Key findings from this study

This research indicates that:

• Carbon emission costs and compliance expenses negatively influence stakeholder strategic decisions, while digital technology maturity positively affects enterprise and platform effort levels.
• Government subsidies calibrated to intermediate dependence levels enhance both enterprise and platform commitment more effectively than extreme subsidy regimes.
• Advanced symbiotic decision-making mechanisms achieve optimal effort and system efficiency when grounded in digital technology availability theory and structured benefit distribution.

Overview

This research constructs a differential game model incorporating manufacturing enterprises, government, and industrial internet platforms to examine how digital technology availability mechanisms enhance carbon emission efficiency in manufacturing. The model addresses external uncertainties through stochastic disturbances, improving alignment between equilibrium strategies and carbon emission efficiency outcomes.

Methods and approach

The study developed a differential game framework that captures random interfering factors affecting carbon emission systems. This approach incorporates market fluctuations and policy adjustments as stochastic variables, extending beyond conventional models with fixed assumptions. The framework evaluates interactions among three stakeholders: manufacturing enterprises, governmental bodies, and industrial internet platform operators.

Results

Four key parametric relationships emerged from the model. Carbon emission system benefit coefficient, operational cost coefficient, and compliance cost coefficient each negatively influence game strategies across stakeholders. Conversely, digital technology maturity coefficient exerts positive effects on strategic decisions. Government subsidy structures at intermediate dependence levels enhance both enterprise and platform efforts, with advanced symbiotic mechanisms enabling optimal collective effort and system efficiency. The advanced symbiotic decision-making model represents practical application of digital technology availability theory, with benefit distribution mechanisms capable of maximizing the latent value embedded in technology accessibility.

Implications

These findings establish differential game modeling as a methodological approach for analyzing multi-stakeholder carbon efficiency systems under uncertainty. The results suggest policymakers should calibrate subsidy mechanisms to intermediate dependence levels to activate optimal enterprise and platform engagement.
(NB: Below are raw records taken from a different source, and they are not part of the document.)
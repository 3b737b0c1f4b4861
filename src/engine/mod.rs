//! Pipeline stages of the probability engine
//!
//! # Stages
//!
//! - **classifier**: open/close → [`Direction`](crate::Direction)
//! - **compiler**: [`PatternSpec`] → [`CompiledPattern`]
//! - **matcher**: direction series + pattern → boolean match series
//! - **aggregator**: match series → [`AggregateStats`] / [`Outcome`]
//! - **report**: aggregation → display-ready [`Report`]

pub mod helpers;

pub mod aggregator;
pub mod classifier;
pub mod compiler;
pub mod matcher;
pub mod report;

pub use aggregator::*;
pub use classifier::*;
pub use compiler::*;
pub use helpers::*;
pub use matcher::*;
pub use report::*;
// ============================================================
// ERRORS
// ============================================================

pub type Result<T> = std::result::Result<T, AnalysisError>;

/// Errors that can occur while preparing or running an analysis
#[derive(Debug, thiserror::Error)]
pub enum AnalysisError {
    #[error("Invalid pattern: {0}")]
    InvalidPattern(&'static str),

    #[error("{field} = {value} out of range [{min}, {max}]")]
    OutOfRange {
        field: &'static str,
        value: f64,
        min: f64,
        max: f64,
    },

    #[error("Length mismatch: {series} has {got} values, expected {expected}")]
    LengthMismatch {
        series: &'static str,
        expected: usize,
        got: usize,
    },

    #[error("Bar index not strictly increasing at position {position}: {current} after {previous}")]
    NonMonotonicIndex {
        position: usize,
        previous: i64,
        current: i64,
    },

    #[error("Invalid OHLC at position {position}: {reason}")]
    InvalidOHLC {
        position: usize,
        reason: &'static str,
    },

    #[error("Invalid config: {0}")]
    InvalidConfig(String),

    #[error("Data source: {0}")]
    DataSource(#[from] SourceError),
}

/// Coarse classification of [`AnalysisError`].
///
/// An empty result is not an error at all; it is reported through
/// [`engine::Outcome::NoMatches`].
#[derive(Debug, Clone, Copy, PartialEq, Eq)]
pub enum ErrorKind {
    /// The caller supplied a malformed pattern, series or configuration
    Input,
    /// Fetching the bars failed before the engine ran
    DataSource,
}

impl AnalysisError {
    pub fn kind(&self) -> ErrorKind {
        match self {
            AnalysisError::DataSource(_) => ErrorKind::DataSource,
            _ => ErrorKind::Input,
        }
    }
}

// ============================================================
// DIRECTION
// ============================================================

/// Direction of a single bar, derived from open and close
#[derive(Debug, Clone, Copy, PartialEq, Eq, Hash, serde::Serialize, serde::Deserialize)]
pub enum Direction {
    Bullish,
    Neutral,
    Bearish,
}

impl Direction {
    #[inline]
    pub fn is_bullish(self) -> bool {
        matches!(self, Direction::Bullish)
    }

    #[inline]
    pub fn is_bearish(self) -> bool {
        matches!(self, Direction::Bearish)
    }

    #[inline]
    pub fn is_neutral(self) -> bool {
        matches!(self, Direction::Neutral)
    }

    pub fn as_str(self) -> &'static str {
        match self {
            Direction::Bullish => "Bullish",
            Direction::Neutral => "Neutral",
            Direction::Bearish => "Bearish",
        }
    }
}

impl std::fmt::Display for Direction {
    fn fmt(&self, f: &mut std::fmt::Formatter<'_>) -> std::fmt::Result {
        f.write_str(self.as_str())
    }
}

/// Direction the next bar is tested against
#[derive(Debug, Clone, Copy, PartialEq, Eq, Hash, serde::Serialize, serde::Deserialize)]
pub enum Target {
    Bullish,
    Bearish,
}

impl Target {
    #[inline]
    pub fn direction(self) -> Direction {
        match self {
            Target::Bullish => Direction::Bullish,
            Target::Bearish => Direction::Bearish,
        }
    }
}

impl std::fmt::Display for Target {
    fn fmt(&self, f: &mut std::fmt::Formatter<'_>) -> std::fmt::Result {
        match self {
            Target::Bullish => f.write_str("bullish"),
            Target::Bearish => f.write_str("bearish"),
        }
    }
}

// ============================================================
// OHLC TRAITS
// ============================================================

/// Core OHLC data trait
///
/// A missing field is reported as `NaN`.
pub trait OHLC {
    fn open(&self) -> f64;
    fn high(&self) -> f64;
    fn low(&self) -> f64;
    fn close(&self) -> f64;

    /// Time-ordered key of the bar. Position in the slice is used when absent.
    fn timestamp(&self) -> Option<i64> {
        None
    }
}

impl OHLC for &dyn OHLC {
    fn open(&self) -> f64 {
        (*self).open()
    }

    fn high(&self) -> f64 {
        (*self).high()
    }

    fn low(&self) -> f64 {
        (*self).low()
    }

    fn close(&self) -> f64 {
        (*self).close()
    }

    fn timestamp(&self) -> Option<i64> {
        (*self).timestamp()
    }
}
Benefit distribution frameworks require deliberate design to unlock technology availability's full potential within manufacturing contexts. The study contributes theoretical grounding for understanding how digital technology integration addresses carbon neutrality objectives in industrial settings.

Scope and limitations

This summary is based on the study abstract and available metadata. It does not include a full analysis of the complete paper, supplementary materials, or underlying datasets unless explicitly stated. Findings should be interpreted in the context of the original publication.